ASFA
- Headquarters: Harrisburg, Pennsylvania
- Award: Chesley Awards
- Website: https://asfa-art.ning.com/

= Association of Science Fiction and Fantasy Artists =

The Association of Science Fiction and Fantasy Artists (ASFA) is a non-profit, educational association, whose membership is made up of amateur and professional artists, art directors, art show managers, publishers and collectors involved in the visual arts of science fiction, fantasy, mythology and related topics. It is currently based in Harrisburg, Pennsylvania. The current president is Hugo Award-winning Sara Felix.

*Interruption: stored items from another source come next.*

//! Recommendation records with JSON persistence and progress comparison.
//!
//! A record stores a recommendation verbatim, together with the aggregate it
//! came from, so it can be redisplayed later without recomputation.

use std::collections::BTreeSet;
use std::path::Path;

use anyhow::{Context, Result};
use chrono::{DateTime, Utc};
use serde::{Deserialize, Serialize};
use uuid::Uuid;

use crate::answers::AnswerSet;
use crate::model::{Assessment, Domain, Level, Strategy};
use crate::recommend::{recommend, Recommendation};
use crate::scoring::{aggregate, AggregateResult};

/// A saved assessment outcome.
#[derive(Debug, Clone, Serialize, Deserialize)]
pub struct RecommendationRecord {
    /// Unique record identifier.
    pub id: Uuid,
    /// When the answers were scored.
    pub created_at: DateTime<Utc>,
    /// Which assessment was taken.
    pub assessment: AssessmentSummary,
    /// Strategy used to pick the recommended stage.
    pub strategy: Strategy,
    /// Number of questions with a valid answer.
    pub answered: usize,
    /// Scores behind the recommendation.
    pub aggregate: AggregateResult,
    /// The recommendation as produced.
    pub recommendation: Recommendation,
}

/// Summary of an assessment (without the questions themselves).
#[derive(Debug, Clone, PartialEq, Serialize, Deserialize)]
pub struct AssessmentSummary {
    pub id: String,
    pub name: String,
    pub question_count: usize,
}

impl RecommendationRecord {
    /// Score `answers` against `assessment` and capture the outcome.
    pub fn score(assessment: &Assessment, answers: &AnswerSet, strategy: Strategy) -> Self {
        let aggregate = aggregate(answers, &assessment.bank);
        let recommendation = recommend(&aggregate, &assessment.stages, strategy);

        Self {
            id: Uuid::new_v4(),
            created_at: Utc::now(),
            assessment: AssessmentSummary {
                id: assessment.id.clone(),
                name: assessment.name.clone(),
                question_count: assessment.bank.len(),
            },
            strategy,
            answered: answers.answered_in(&assessment.bank),
            aggregate,
            recommendation,
        }
    }

    /// Save the record as JSON to a file.
    pub fn save_json(&self, path: &Path) -> Result<()> {
        let json = serde_json::to_string_pretty(self).context("failed to serialize record")?;
        if let Some(parent) = path.parent() {
            std::fs::create_dir_all(parent)?;
        }
        std::fs::write(path, json)
            .with_context(|| format!("failed to write record to {}", path.display()))?;
        Ok(())
    }

    /// Load a record from a JSON file.
    pub fn load_json(path: &Path) -> Result<Self> {
        let content = std::fs::read_to_string(path)
            .with_context(|| format!("failed to read record from {}", path.display()))?;
        let record: RecommendationRecord =
            serde_json::from_str(&content).context("failed to parse record JSON")?;
        Ok(record)
    }

    /// Compare this record against an earlier one to show progress.
    pub fn compare(&self, baseline: &RecommendationRecord) -> ProgressReport {
        let current = &self.recommendation.per_domain;
        let previous = &baseline.recommendation.per_domain;

        let mut improved = Vec::new();
        let mut regressed = Vec::new();
        let mut unchanged = 0usize;

        for (domain, now) in current {
            let Some(before) = previous.get(domain) else {
                continue;
            };
            let change = LevelChange {
                domain: *domain,
                baseline_level: before.level,
                current_level: now.level,
                baseline_stage: before.suggested_stage,
                current_stage: now.suggested_stage,
            };
            match now.level.cmp(&before.level) {
                std::cmp::Ordering::Greater => improved.push(change),
                std::cmp::Ordering::Less => regressed.push(change),
                std::cmp::Ordering::Equal => unchanged += 1,
            }
        }

        let current_domains: BTreeSet<_> = current.keys().collect();
        let previous_domains: BTreeSet<_> = previous.keys().collect();

        ProgressReport {
            baseline_stage: baseline.recommendation.recommended_stage,
            current_stage: self.recommendation.recommended_stage,
            baseline_confidence: baseline.recommendation.confidence,
            current_confidence: self.recommendation.confidence,
            improved,
            regressed,
            unchanged,
            new_domains: current_domains.difference(&previous_domains).count(),
            removed_domains: previous_domains.difference(&current_domains).count(),
        }
    }
}

/// Result of comparing two records.
#[derive(Debug, Clone, Serialize, Deserialize)]
pub struct ProgressReport {
    pub baseline_stage: u8,
    pub current_stage: u8,
    pub baseline_confidence: u8,
    pub current_confidence: u8,
    /// Domains whose level went up.
    pub improved: Vec<LevelChange>,
    /// Domains whose level went down.
    pub regressed: Vec<LevelChange>,
    /// Domains at the same level.
    pub unchanged: usize,
    /// Domains in current but not baseline.
    pub new_domains: usize,
    /// Domains in baseline but not current.
    pub removed_domains: usize,
}

/// A change in one domain's level between two records.
#[derive(Debug, Clone, Serialize, Deserialize)]
pub struct LevelChange {
    pub domain: Domain,
    pub baseline_level: Level,
    pub current_level: Level,
    pub baseline_stage: u8,
    pub current_stage: u8,
}

impl ProgressReport {
    pub fn stage_delta(&self) -> i16 {
        i16::from(self.current_stage) - i16::from(self.baseline_stage)
    }

    pub fn confidence_delta(&self) -> i16 {
        i16::from(self.current_confidence) - i16::from(self.baseline_confidence)
    }

    /// Returns true if any domain dropped a level.
    pub fn has_regressions(&self) -> bool {
        !self.regressed.is_empty()
    }

    /// Format the progress report as markdown.
    pub fn to_markdown(&self) -> String {
        let mut md = String::new();

        md.push_str(&format!(
            "**Stage:** {} -> {} ({:+})  \n**Confidence:** {}% -> {}% ({:+})\n\n",
            self.baseline_stage,
            self.current_stage,
            self.stage_delta(),
            self.baseline_confidence,
            self.current_confidence,
            self.confidence_delta()
        ));

        md.push_str(&format!(
            "**Summary:** {} improved, {} regressed, {} unchanged\n\n",
            self.improved.len(),
            self.regressed.len(),
            self.unchanged
        ));

        for (title, changes) in [("Improved", &self.improved), ("Regressed", &self.regressed)] {
            if changes.is_empty() {
                continue;
            }
            md.push_str(&format!("### {title}\n\n"));
            md.push_str("| Domain | Baseline | Current | Suggested stage |\n");
            md.push_str("|--------|----------|---------|-----------------|\n");
            for c in changes {
                md.push_str(&format!(
                    "| {} | {} | {} | {} -> {} |\n",
                    c.domain.label(),
                    c.baseline_level,
                    c.current_level,
                    c.baseline_stage,
                    c.current_stage
                ));
            }
            md.push('\n');
        }

        md
    }
}
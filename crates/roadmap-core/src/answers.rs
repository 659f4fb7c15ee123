//! Learner answer sets.
//!
//! An [`AnswerSet`] maps question indices to the selected option. Lookups
//! never fail: an unanswered question, or a selection outside `0..=2`, reads
//! as option 0 (the lowest level).

use std::collections::BTreeMap;

use anyhow::{Context, Result};
use serde::{Deserialize, Serialize};
use serde_json::Value;

use crate::error::ConfigError;
use crate::model::QuestionBank;

/// Highest valid option index.
pub const MAX_OPTION: u8 = 2;

/// Selected option per question index.
#[derive(Debug, Clone, Default, PartialEq, Eq, Serialize, Deserialize)]
#[serde(transparent)]
pub struct AnswerSet {
    selections: BTreeMap<usize, u8>,
}

impl AnswerSet {
    pub fn new() -> Self {
        Self::default()
    }

    /// Answers for questions `0..n` taken in order from `options`.
    pub fn from_sequence<I: IntoIterator<Item = u8>>(options: I) -> Self {
        options.into_iter().enumerate().collect()
    }

    /// Record a selection, replacing any earlier one for the same question.
    pub fn select(&mut self, question: usize, option: u8) {
        self.selections.insert(question, option);
    }

    /// Builder-style variant of [`AnswerSet::select`].
    pub fn with(mut self, question: usize, option: u8) -> Self {
        self.select(question, option);
        self
    }

    /// The effective option for a question: the recorded selection when it is
    /// a valid option, otherwise 0.
    pub fn selection(&self, question: usize) -> u8 {
        self.selections
            .get(&question)
            .copied()
            .filter(|&option| option <= MAX_OPTION)
            .unwrap_or(0)
    }

    /// Number of recorded selections (valid or not).
    pub fn len(&self) -> usize {
        self.selections.len()
    }

    pub fn is_empty(&self) -> bool {
        self.selections.is_empty()
    }

    /// Number of bank questions that carry a valid recorded selection.
    pub fn answered_in(&self, bank: &QuestionBank) -> usize {
        self.selections
            .iter()
            .filter(|(&index, &option)| index < bank.len() && option <= MAX_OPTION)
            .count()
    }

    /// Merge another answer set into this one; `other` wins on conflicts.
    pub fn extend(&mut self, other: AnswerSet) {
        self.selections.extend(other.selections);
    }

    /// Parse answers from JSON.
    ///
    /// Accepts either an object keyed by question index (`{"0": 2, "4": 1}`)
    /// or a dense array (`[2, 1, null, 0]`, where `null` leaves a question
    /// unanswered). Entries that are not an integer option under a numeric
    /// index are skipped with a warning, so they fall back to option 0.
    pub fn from_json_str(content: &str) -> Result<Self> {
        let value: Value = serde_json::from_str(content).context("failed to parse answers JSON")?;

        let mut answers = AnswerSet::new();
        match value {
            Value::Object(map) => {
                for (key, option) in map {
                    let Ok(index) = key.trim().parse::<usize>() else {
                        tracing::warn!("ignoring answer with non-numeric question index `{key}`");
                        continue;
                    };
                    if let Some(option) = coerce_option(index, &option) {
                        answers.select(index, option);
                    }
                }
            }
            Value::Array(items) => {
                for (index, option) in items.iter().enumerate() {
                    if let Some(option) = coerce_option(index, option) {
                        answers.select(index, option);
                    }
                }
            }
            other => anyhow::bail!(
                "answers must be a JSON object or array, found {}",
                json_kind(&other)
            ),
        }

        Ok(answers)
    }

    /// Read and parse a JSON answers file.
    pub fn load_json(path: &std::path::Path) -> Result<Self> {
        let content = std::fs::read_to_string(path)
            .with_context(|| format!("failed to read answers from {}", path.display()))?;
        Self::from_json_str(&content)
            .with_context(|| format!("invalid answers file: {}", path.display()))
    }
}

impl FromIterator<(usize, u8)> for AnswerSet {
    fn from_iter<I: IntoIterator<Item = (usize, u8)>>(iter: I) -> Self {
        Self {
            selections: iter.into_iter().collect(),
        }
    }
}

/// Parse an inline `question=option` pair such as `3=2`.
pub fn parse_answer_pair(s: &str) -> Result<(usize, u8), ConfigError> {
    let invalid = || ConfigError::InvalidAnswer(s.to_string());
    let (question, option) = s.split_once('=').ok_or_else(invalid)?;
    let question = question.trim().parse::<usize>().map_err(|_| invalid())?;
    let option = option.trim().parse::<u8>().map_err(|_| invalid())?;
    Ok((question, option))
}

fn coerce_option(index: usize, value: &Value) -> Option<u8> {
    match value {
        Value::Null => None,
        Value::Number(n) => match n.as_u64().and_then(|v| u8::try_from(v).ok()) {
            Some(option) => Some(option),
            None => {
                tracing::warn!("question {index}: option {n} is not a valid selection, using 0");
                None
            }
        },
        other => {
            tracing::warn!(
                "question {index}: expected an option number, found {}, using 0",
                json_kind(other)
            );
            None
        }
    }
}

fn json_kind(value: &Value) -> &'static str {
    match value {
        Value::Null => "null",
        Value::Bool(_) => "a boolean",
        Value::Number(_) => "a number",
        Value::String(_) => "a string",
        Value::Array(_) => "an array",
        Value::Object(_) => "an object",
    }
}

ASFA current president Sara Felix

== Mission ==
ASFA's purpose is to encourage and develop amateur artistic talent, educate the public, publishers, patrons of the arts and anyone interested in works of these particularly types of art and craftsmanship in the rights, needs and problems of the people involved in the creation of this material. In order to support diversity, ASFA has sponsored memberships for BIPOC artists. ASFA is generally against AI-generated art.

== Chesley Awards ==

Each year ASFA gives out the Chesley Awards, named for the astronomical artist Chesley Bonestell. The Chesleys were started in 1985 as a means for the SF and Fantasy art community to recognize individual works and achievements during the previous year.